Western Montana Mental Health Center braces for big cuts 

In the coming weeks and months, Jodi Daly expects to be “pulled through a knothole.” Due to an unexpected round of state budget cuts, Daly believes the Western Montana Mental Health Center—where she is CEO—could face a $3 million shortfall (from a typical annual budget of $42–$45 million) heading into 2018. That will likely translate to salary and benefit reductions for WMMHC’s roughly 820 employees, she says, and perhaps layoffs. For the clients they serve, it could mean lengthy wait lists and other access limitations.

“Community-based mental health centers … have become the public safety net,” Daly says. “We should be really funded and supported so people have access to us when they feel like they need access. That’s going to be severely restricted.”

The cuts that put Daly in this situation caught her and others in Montana’s health care industry largely off guard last month. State revenues for 2017 came in $75 million lower than projected, triggering reductions passed by the Legislature this spring in Senate Bill 261. To meet those reductions, the Department of Public Health and Human Services proposed a 3.47 percent decrease in Medicaid reimbursements, along with a 32 percent reduction to case management, effective Oct. 1. Missoula-based nonprofit Opportunity Resources announced last week that the change would result in annual reductions of more than $400,000 to the organization’s budget, affecting programs and services critical to clients with mental and physical disabilities. DPHHS did not respond to an email request for comment.

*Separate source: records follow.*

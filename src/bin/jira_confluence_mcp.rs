//! Jira/Confluence MCP server binary
//!
//! ## Usage
//!
//! ```bash
//! JIRA_BASE_URL=https://jira.example.com \
//! JIRA_PERSONAL_ACCESS_TOKEN=... \
//! CONFLUENCE_BASE_URL=https://confluence.example.com \
//! CONFLUENCE_PERSONAL_ACCESS_TOKEN=... \
//! ./target/debug/jira_confluence_mcp
//! ```
//!
//! ## Environment Variables
//!
//! - `JIRA_BASE_URL`, `JIRA_PERSONAL_ACCESS_TOKEN` (required)
//! - `CONFLUENCE_BASE_URL`, `CONFLUENCE_PERSONAL_ACCESS_TOKEN` (required)
//! - `AZURE_OPENAI_ENDPOINT`, `AZURE_OPENAI_API_KEY`,
//!   `AZURE_OPENAI_CHAT_DEPLOYMENT_NAME`, `AZURE_OPENAI_API_VERSION`
//!   (optional; enables the image-description tools)
//! - `RUST_LOG` (optional): tracing filter, defaults to `info`

use anyhow::Result;
use tracing_subscriber::EnvFilter;

use jira_confluence_mcp::config::Config;
use jira_confluence_mcp::mcp::McpServer;

#[tokio::main]
async fn main() -> Result<()> {
    dotenvy::dotenv().ok();

    // stdout carries the MCP transport; all diagnostics go to stderr.
    tracing_subscriber::fmt()
        .with_env_filter(EnvFilter::try_from_default_env().unwrap_or_else(|_| EnvFilter::new("info")))
        .with_writer(std::io::stderr)
        .init();

    let config = Config::from_env()?;
    if config.azure.is_some() {
        tracing::info!("Azure OpenAI configured, image description enabled");
    } else {
        tracing::info!("no Azure OpenAI configuration, image description disabled");
    }

    let server = McpServer::new(&config)?;
    server.run().await
}
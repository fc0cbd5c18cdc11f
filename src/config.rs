//! Environment-based configuration
//!
//! All credentials and endpoints come from the environment (optionally via
//! a `.env` file loaded by the binary). The Azure OpenAI section is
//! optional: without it the server still runs, but the image-description
//! tools report themselves as unavailable.

use crate::error::{Error, Result};

/// Default per-request timeout for the REST clients, in seconds.
pub const DEFAULT_TIMEOUT_SECONDS: u64 = 30;

#[derive(Debug, Clone)]
pub struct Config {
    pub jira: JiraConfig,
    pub confluence: ConfluenceConfig,
    pub azure: Option<AzureOpenAiConfig>,
}

#[derive(Debug, Clone)]
pub struct JiraConfig {
    pub base_url: String,
    pub token: String,
    pub timeout_seconds: u64,
}

#[derive(Debug, Clone)]
pub struct ConfluenceConfig {
    pub base_url: String,
    pub token: String,
    pub timeout_seconds: u64,
}

#[derive(Debug, Clone)]
pub struct AzureOpenAiConfig {
    pub endpoint: String,
    pub api_key: String,
    pub deployment: String,
    pub api_version: String,
    pub timeout_seconds: u64,
}

impl Config {
    /// Read the full configuration from the environment.
    ///
    /// Jira and Confluence settings are required; the Azure OpenAI block is
    /// read only if `AZURE_OPENAI_ENDPOINT` is present, and is then required
    /// to be complete.
    pub fn from_env() -> Result<Self> {
        let jira = JiraConfig {
            base_url: required("JIRA_BASE_URL")?,
            token: required("JIRA_PERSONAL_ACCESS_TOKEN")?,
            timeout_seconds: DEFAULT_TIMEOUT_SECONDS,
        };
        let confluence = ConfluenceConfig {
            base_url: required("CONFLUENCE_BASE_URL")?,
            token: required("CONFLUENCE_PERSONAL_ACCESS_TOKEN")?,
            timeout_seconds: DEFAULT_TIMEOUT_SECONDS,
        };
        let azure = match std::env::var("AZURE_OPENAI_ENDPOINT") {
            Ok(endpoint) => Some(AzureOpenAiConfig {
                endpoint,
                api_key: required("AZURE_OPENAI_API_KEY")?,
                deployment: required("AZURE_OPENAI_CHAT_DEPLOYMENT_NAME")?,
                api_version: required("AZURE_OPENAI_API_VERSION")?,
                timeout_seconds: DEFAULT_TIMEOUT_SECONDS,
            }),
            Err(_) => None,
        };

        Ok(Self {
            jira,
            confluence,
            azure,
        })
    }
}

fn required(name: &'static str) -> Result<String> {
    std::env::var(name).map_err(|_| Error::MissingEnv(name))
}
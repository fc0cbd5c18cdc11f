//! MCP tool handlers
//!
//! Implements each tool against the Jira/Confluence clients, the document
//! rewriter, the page tree builder, and the AI describer.

use serde_json::{json, Value};
use tracing::info;

use crate::ai::{AiDescriber, AzureOpenAiClient, Described};
use crate::config::Config;
use crate::confluence::{AttachmentStore, ConfluenceClient, DocumentRewriter, PageTreeBuilder};
use crate::error::{Error, Result};
use crate::jira::JiraClient;

use super::protocol::ToolCallResult;

/// Path of the storage-format body inside a page payload.
const STORAGE_VALUE_POINTER: &str = "/body/storage/value";

pub struct ToolHandlers {
    jira: JiraClient,
    confluence: ConfluenceClient,
    describer: Option<AzureOpenAiClient>,
}

impl ToolHandlers {
    pub fn new(config: &Config) -> Result<Self> {
        let describer = match &config.azure {
            Some(azure) => Some(AzureOpenAiClient::new(azure.clone())?),
            None => None,
        };
        Ok(Self {
            jira: JiraClient::new(&config.jira)?,
            confluence: ConfluenceClient::new(&config.confluence)?,
            describer,
        })
    }

    /// Handle a tool call by name
    pub async fn handle(&self, name: &str, args: Value) -> ToolCallResult {
        match self.dispatch(name, args).await {
            Ok(v) => ToolCallResult::json(&v),
            Err(e) => ToolCallResult::error(e.to_string()),
        }
    }

    async fn dispatch(&self, name: &str, args: Value) -> Result<Value> {
        match name {
            "get_issue_content_jira" => self.get_issue_content(args).await,
            "create_issue_jira" => self.create_issue(args).await,
            "describe_image_jira" => self.describe_image_jira(args).await,
            "get_page_id_confluence" => self.get_page_id(args).await,
            "get_page_content_confluence" => self.get_page_content(args).await,
            "create_page_confluence" => self.create_page(args).await,
            "get_attachments_confluence" => self.get_attachments(args).await,
            "describe_image_confluence" => self.describe_image_confluence(args).await,
            "get_descendant_pages_confluence" => self.get_descendant_pages(args).await,
            _ => Err(Error::InvalidArguments(format!("unknown tool: {}", name))),
        }
    }

    async fn get_issue_content(&self, args: Value) -> Result<Value> {
        let issue = required_str(&args, "issue_id_or_key")?;
        self.jira.get_issue(issue).await
    }

    async fn create_issue(&self, args: Value) -> Result<Value> {
        let project_key = required_str(&args, "project_key")?;
        let summary = required_str(&args, "summary")?;
        let description = required_str(&args, "description")?;
        let issue_type = args["issue_type"].as_str().unwrap_or("Task");
        self.jira
            .create_issue(project_key, summary, description, issue_type)
            .await
    }

    async fn describe_image_jira(&self, args: Value) -> Result<Value> {
        let url = required_str(&args, "url")?;
        let mime_type = required_str(&args, "mime_type")?;
        let prompt = required_str(&args, "prompt")?;

        let describer = self.describer()?;
        let image = self.jira.fetch_attachment(url).await?;
        let outcome = describer.describe(&image, mime_type, prompt).await?;
        Ok(describe_outcome_json(outcome))
    }

    async fn get_page_id(&self, args: Value) -> Result<Value> {
        let space_key = required_str(&args, "space_key")?;
        let title = required_str(&args, "title")?;
        let page_id = self.confluence.get_page_id(space_key, title).await?;
        Ok(json!({ "page_id": page_id }))
    }

    /// Page fetch plus the diagram transform on the storage body.
    async fn get_page_content(&self, args: Value) -> Result<Value> {
        let page_id = required_str(&args, "page_id")?;
        let mut page = self.confluence.get_page_content(page_id).await?;

        let markup = page
            .pointer(STORAGE_VALUE_POINTER)
            .and_then(Value::as_str)
            .ok_or_else(|| {
                Error::InvalidResponse("page payload has no body.storage.value".to_string())
            })?
            .to_string();

        let rewriter = DocumentRewriter::new(&self.confluence);
        let rewritten = rewriter.rewrite(page_id, &markup).await;
        if let Some(slot) = page.pointer_mut(STORAGE_VALUE_POINTER) {
            *slot = Value::String(rewritten);
        }
        Ok(page)
    }

    async fn create_page(&self, args: Value) -> Result<Value> {
        let space_key = required_str(&args, "space_key")?;
        let title = required_str(&args, "title")?;
        let body = required_str(&args, "body")?;
        let parent_id = args["parent_id"].as_str();
        self.confluence
            .create_page(space_key, title, body, parent_id)
            .await
    }

    async fn get_attachments(&self, args: Value) -> Result<Value> {
        let page_id = required_str(&args, "page_id")?;
        self.confluence.list_attachments(page_id).await
    }

    async fn describe_image_confluence(&self, args: Value) -> Result<Value> {
        let page_id = required_str(&args, "page_id")?;
        let filename = required_str(&args, "filename")?;
        let mime_type = required_str(&args, "mime_type")?;
        let prompt = required_str(&args, "prompt")?;

        let describer = self.describer()?;
        let attachment = self.confluence.fetch(page_id, filename).await?;
        let outcome = describer
            .describe(&attachment.content, mime_type, prompt)
            .await?;
        Ok(describe_outcome_json(outcome))
    }

    async fn get_descendant_pages(&self, args: Value) -> Result<Value> {
        let page_id = required_str(&args, "page_id")?;
        let title = args["title"].as_str().unwrap_or("");

        let builder = PageTreeBuilder::new(&self.confluence);
        let tree = builder.build(page_id, title).await?;
        info!(page_id, "descendant page tree built");
        Ok(serde_json::to_value(tree)?)
    }

    fn describer(&self) -> Result<&AzureOpenAiClient> {
        self.describer.as_ref().ok_or_else(|| {
            Error::Unrecoverable(
                "image description is unavailable: Azure OpenAI is not configured".to_string(),
            )
        })
    }
}

fn required_str<'a>(args: &'a Value, key: &str) -> Result<&'a str> {
    args[key]
        .as_str()
        .filter(|s| !s.is_empty())
        .ok_or_else(|| Error::InvalidArguments(format!("{} required", key)))
}

/// "Produced nothing" is an explicit marker in the output, distinct from
/// the error path used when the service itself is unreachable.
fn describe_outcome_json(outcome: Described) -> Value {
    match outcome {
        Described::Description(payload) => payload,
        Described::NoContent => json!({
            "description": Value::Null,
            "reason": "model produced no content",
        }),
    }
}
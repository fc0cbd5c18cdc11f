//! AI image description
//!
//! External collaborator used by the describe-image tools: given
//! attachment bytes and a prompt, an [`AiDescriber`] returns the model's
//! structured response.
//!
//! The outcome type is deliberately explicit: an unreachable or failing
//! service is an error, while a model that answers with nothing is
//! [`Described::NoContent`]. The two used to be conflated in a silent
//! null, which hid which failure occurred.

pub mod azure;

use async_trait::async_trait;
use serde_json::Value;

use crate::error::Result;

pub use azure::AzureOpenAiClient;

/// Outcome of a describe call against a reachable service.
#[derive(Debug, Clone, PartialEq)]
pub enum Described {
    /// The model produced a response; the value is the raw API payload.
    Description(Value),
    /// The service answered but produced no usable content.
    NoContent,
}

/// Describes an image with a guided prompt.
#[async_trait]
pub trait AiDescriber: Send + Sync {
    async fn describe(&self, image: &[u8], mime_type: &str, prompt: &str) -> Result<Described>;
}
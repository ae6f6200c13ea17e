//! GPU-free [`RenderBackend`] that records every call.
//!
//! Handles are plain integers. Buffer writes land in shadow memory so tests
//! can read back exactly what a GPU would have received. Device loss and
//! target acquisition failures can be injected.

use crate::{
    BindingResource, BufferDesc, BufferUsage, PassCommand, PassDesc, PipelineDesc, RenderBackend,
    RenderError,
};
use serde::Serialize;
use spacekit_ecs::{Bitmap, FilterMode};
use std::cell::{Cell, Ref, RefCell};
use std::collections::BTreeMap;
use std::fmt;

/// Opaque id of anything the headless backend created.
#[derive(Debug, Clone, Copy, PartialEq, Eq, Hash, PartialOrd, Ord, Serialize)]
pub struct Handle(pub u32);

impl fmt::Display for Handle {
    fn fmt(&self, f: &mut fmt::Formatter<'_>) -> fmt::Result {
        write!(f, "#{}", self.0)
    }
}

/// A pass command with resources replaced by their handles.
#[derive(Debug, Clone, PartialEq, Serialize)]
pub enum RecordedCommand {
    SetBindGroup { index: u32, bind_group: Handle },
    SetVertexBuffer { slot: u32, buffer: Handle },
    Draw { vertex_count: u32, instance: u32 },
}

#[derive(Debug, Clone, PartialEq, Serialize)]
pub enum BackendEvent {
    CreatePipeline {
        handle: Handle,
        label: String,
    },
    CreateBuffer {
        handle: Handle,
        label: String,
        size: u64,
        usage: BufferUsage,
    },
    WriteBuffer {
        handle: Handle,
        offset: u64,
        len: usize,
    },
    CreateTexture {
        handle: Handle,
        label: String,
        width: u32,
        height: u32,
    },
    CreateSampler {
        handle: Handle,
        min_filter: FilterMode,
        mag_filter: FilterMode,
    },
    CreateBindGroup {
        handle: Handle,
        label: String,
        group: u32,
        resources: Vec<Handle>,
    },
    CreateDepthTarget {
        handle: Handle,
        width: u32,
        height: u32,
    },
    AcquireTarget {
        handle: Handle,
    },
    SubmitPass {
        target: Handle,
        depth: Handle,
        clear_color: [f64; 4],
        commands: Vec<RecordedCommand>,
    },
    Present {
        target: Handle,
    },
}

/// Per-kind call counts.
#[derive(Debug, Clone, Copy, Default, PartialEq, Eq, Serialize)]
pub struct BackendSummary {
    pub pipelines: usize,
    pub buffers: usize,
    pub buffer_writes: usize,
    pub textures: usize,
    pub samplers: usize,
    pub bind_groups: usize,
    pub depth_targets: usize,
    pub passes: usize,
    pub draws: usize,
    pub presents: usize,
}

#[derive(Debug, Default)]
pub struct HeadlessBackend {
    next_handle: Cell<u32>,
    events: RefCell<Vec<BackendEvent>>,
    memory: RefCell<BTreeMap<Handle, Vec<u8>>>,
    device_lost: Cell<bool>,
    fail_next_acquire: Cell<bool>,
}

impl HeadlessBackend {
    pub fn new() -> Self {
        Self::default()
    }

    /// Every call so far, in order.
    pub fn events(&self) -> Ref<'_, Vec<BackendEvent>> {
        self.events.borrow()
    }

    pub fn clear_events(&self) {
        self.events.borrow_mut().clear();
    }

    /// Current contents of a buffer.
    pub fn buffer_contents(&self, buffer: Handle) -> Option<Vec<u8>> {
        self.memory.borrow().get(&buffer).cloned()
    }

    /// Draw commands of the most recent pass.
    pub fn last_pass_draws(&self) -> Vec<(u32, u32)> {
        self.events
            .borrow()
            .iter()
            .rev()
            .find_map(|event| match event {
                BackendEvent::SubmitPass { commands, .. } => Some(
                    commands
                        .iter()
                        .filter_map(|c| match c {
                            RecordedCommand::Draw {
                                vertex_count,
                                instance,
                            } => Some((*vertex_count, *instance)),
                            _ => None,
                        })
                        .collect(),
                ),
                _ => None,
            })
            .unwrap_or_default()
    }

    pub fn summary(&self) -> BackendSummary {
        let mut summary = BackendSummary::default();
        for event in self.events.borrow().iter() {
            match event {
                BackendEvent::CreatePipeline { .. } => summary.pipelines += 1,
                BackendEvent::CreateBuffer { .. } => summary.buffers += 1,
                BackendEvent::WriteBuffer { .. } => summary.buffer_writes += 1,
                BackendEvent::CreateTexture { .. } => summary.textures += 1,
                BackendEvent::CreateSampler { .. } => summary.samplers += 1,
                BackendEvent::CreateBindGroup { .. } => summary.bind_groups += 1,
                BackendEvent::CreateDepthTarget { .. } => summary.depth_targets += 1,
                BackendEvent::AcquireTarget { .. } => {}
                BackendEvent::SubmitPass { commands, .. } => {
                    summary.passes += 1;
                    summary.draws += commands
                        .iter()
                        .filter(|c| matches!(c, RecordedCommand::Draw { .. }))
                        .count();
                }
                BackendEvent::Present { .. } => summary.presents += 1,
            }
        }
        summary
    }

    /// Behave as if the device went away; observed on the next frame.
    pub fn simulate_device_loss(&self) {
        self.device_lost.set(true);
    }

    /// Make the next `acquire_target` fail as an outdated surface would.
    pub fn fail_next_acquire(&self) {
        self.fail_next_acquire.set(true);
    }

    fn allocate(&self) -> Handle {
        let id = self.next_handle.get();
        self.next_handle.set(id + 1);
        Handle(id)
    }

    fn record(&self, event: BackendEvent) {
        tracing::trace!(?event, "headless backend call");
        self.events.borrow_mut().push(event);
    }
}

impl RenderBackend for HeadlessBackend {
    type Buffer = Handle;
    type Texture = Handle;
    type Sampler = Handle;
    type BindGroup = Handle;
    type Pipeline = Handle;
    type DepthTarget = Handle;
    type Target = Handle;

    fn create_pipeline(&self, desc: &PipelineDesc<'_>) -> Result<Handle, RenderError> {
        for entry in ["vs_main", "fs_main"] {
            if !desc.source.contains(entry) {
                return Err(RenderError::Pipeline(format!(
                    "shader `{}` has no entry point `{entry}`",
                    desc.label
                )));
            }
        }
        let handle = self.allocate();
        self.record(BackendEvent::CreatePipeline {
            handle,
            label: desc.label.to_string(),
        });
        Ok(handle)
    }

    fn create_buffer(&self, desc: &BufferDesc<'_>) -> Handle {
        let handle = self.allocate();
        self.memory
            .borrow_mut()
            .insert(handle, vec![0; desc.size as usize]);
        self.record(BackendEvent::CreateBuffer {
            handle,
            label: desc.label.to_string(),
            size: desc.size,
            usage: desc.usage,
        });
        handle
    }

    fn write_buffer(&self, buffer: &Handle, offset: u64, data: &[u8]) {
        let mut memory = self.memory.borrow_mut();
        let Some(bytes) = memory.get_mut(buffer) else {
            tracing::error!(%buffer, "write to unknown buffer");
            return;
        };
        let start = offset as usize;
        let end = start + data.len();
        if end > bytes.len() {
            tracing::error!(%buffer, end, size = bytes.len(), "buffer write out of bounds");
            return;
        }
        bytes[start..end].copy_from_slice(data);
        drop(memory);
        self.record(BackendEvent::WriteBuffer {
            handle: *buffer,
            offset,
            len: data.len(),
        });
    }

    fn create_texture(&self, label: &str, bitmap: &Bitmap) -> Handle {
        let handle = self.allocate();
        self.record(BackendEvent::CreateTexture {
            handle,
            label: label.to_string(),
            width: bitmap.width(),
            height: bitmap.height(),
        });
        handle
    }

    fn create_sampler(&self, min_filter: FilterMode, mag_filter: FilterMode) -> Handle {
        let handle = self.allocate();
        self.record(BackendEvent::CreateSampler {
            handle,
            min_filter,
            mag_filter,
        });
        handle
    }

    fn create_bind_group(
        &self,
        label: &str,
        _pipeline: &Handle,
        group: u32,
        resources: &[BindingResource<'_, Self>],
    ) -> Handle {
        let handle = self.allocate();
        let resources = resources
            .iter()
            .map(|r| match r {
                BindingResource::Buffer(h)
                | BindingResource::Sampler(h)
                | BindingResource::Texture(h) => **h,
            })
            .collect();
        self.record(BackendEvent::CreateBindGroup {
            handle,
            label: label.to_string(),
            group,
            resources,
        });
        handle
    }

    fn create_depth_target(&self, width: u32, height: u32) -> Handle {
        let handle = self.allocate();
        self.record(BackendEvent::CreateDepthTarget {
            handle,
            width,
            height,
        });
        handle
    }

    fn acquire_target(&self) -> Result<Handle, RenderError> {
        if self.device_lost.get() {
            return Err(RenderError::DeviceLost);
        }
        if self.fail_next_acquire.replace(false) {
            return Err(RenderError::TargetUnavailable("surface outdated".into()));
        }
        let handle = self.allocate();
        self.record(BackendEvent::AcquireTarget { handle });
        Ok(handle)
    }

    fn submit_pass(&self, pass: &PassDesc<'_, Self>) {
        let commands = pass
            .commands
            .iter()
            .map(|c| match c {
                PassCommand::SetBindGroup { index, bind_group } => RecordedCommand::SetBindGroup {
                    index: *index,
                    bind_group: **bind_group,
                },
                PassCommand::SetVertexBuffer { slot, buffer } => RecordedCommand::SetVertexBuffer {
                    slot: *slot,
                    buffer: **buffer,
                },
                PassCommand::Draw {
                    vertex_count,
                    instance,
                } => RecordedCommand::Draw {
                    vertex_count: *vertex_count,
                    instance: *instance,
                },
            })
            .collect();
        self.record(BackendEvent::SubmitPass {
            target: *pass.target,
            depth: *pass.depth,
            clear_color: pass.clear_color,
            commands,
        });
    }

    fn present(&self, target: Handle) {
        self.record(BackendEvent::Present { target });
    }

    fn is_device_lost(&self) -> bool {
        self.device_lost.get()
    }
}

click to enlarge Jodi Daly, CEO of the Western Montana Mental Health Center, fears that recent state budget cuts will severly hinder her nonprofit and its mission. - PARKER SEIBOLD
  • Parker Seibold
  • Jodi Daly, CEO of the Western Montana Mental Health Center, fears that recent state budget cuts will severly hinder her nonprofit and its mission.
Daly predicts the cuts to Medicaid reimbursement—which, she says, constitutes roughly 75 percent of WMMHC’s budget—will generate significant ripples across the organization and the communities in which it operates. A recent conversation between Daly and her chief financial officer raised the specter of as many as 100 layoffs, though Daly hopes to “repurpose” as many people as possible to different programs and teams. She acknowledges that her staff is already concerned.

“Of course, what they’re thinking about is, ‘What about me? What about my job?’” Daly says. “‘Is it going to be here? How stable are we?’”

Daly also fears that WMMHC’s services will take a hit, starting with case management for adults and children. She views case managers as the “glue” between therapists and physicians, reminding clients about upcoming appointments and encouraging them to complete their prescriptions. A therapist may see a client for “an hour a month,” Daly says, but case managers may interact with clients upward of 10 hours a month. Prioritization of third-party payers and increased scrutiny of WMMHC programs are also on Daly’s list of potential outcomes. Even before the cuts, she adds, waiting lists for substance-abuse services have sometimes reached 100.

“When you look at the drivers of health care costs, 40 percent are behavioral patterns. So we’re cutting what we need. Case managers help people in changing their behaviors. That relationship is really what engages people in recovery.”

Any large-scale reductions to case management will spiral out to the rest of the WMMHC budget. The organization operates on a Medicaid fee-for-service model, Daly explains, meaning the agency gets reimbursed only for face-to-face contacts or “a head in the bed” at one of its five crisis facilities in Helena, Butte, Missoula, Polson, Bozeman and Hamilton. Staff salaries have historically outpaced funding for programs, and money from the far-larger case management reimbursements have been “cost-shifted” to close the gap. Daly points to the Recovery Center Missoula—an inpatient facility for people suffering from substance addiction and co-occurring psychiatric disorders—as an example. Over its nearly four years of operation, she says, the facility has “never been in the black.”

“Frankly, third-party payers as well as Medicaid doesn’t cover the cost of running a unit such as that,” Daly says. “That’s OK. It’s our vision and mission. But I’ve been stealing from Peter to pay Paul. I’m not going to have any of that anymore.”

Daly’s biggest concern is crisis stabilization, and it’s there that she sees the state’s budget cuts spreading out into western Montana communities. If WMMHC and other Medicaid-centered behavioral health outfits scale back their services, they’ll be ill-equipped to intercept people bound for detention centers or the Montana State Hospital. Law enforcement will wind up shouldering much of the burden, Daly says, as will emergency rooms at area hospitals.

Despite the apparently daunting effects of SB 261’s implementation, Daly hopes state officials will respond to the opportunity to open a larger conversation about the statewide health-care system—a conversation she and other health care providers have complained did not take place when amendments to SB 261 were adopted in the final days of the session. Regardless, Daly isn’t giving up the fight. She’s a Butte girl, she says, and has seen the effects of substance abuse and suicide in her own family.

“I’m not ready to fold my cards yet,” she says.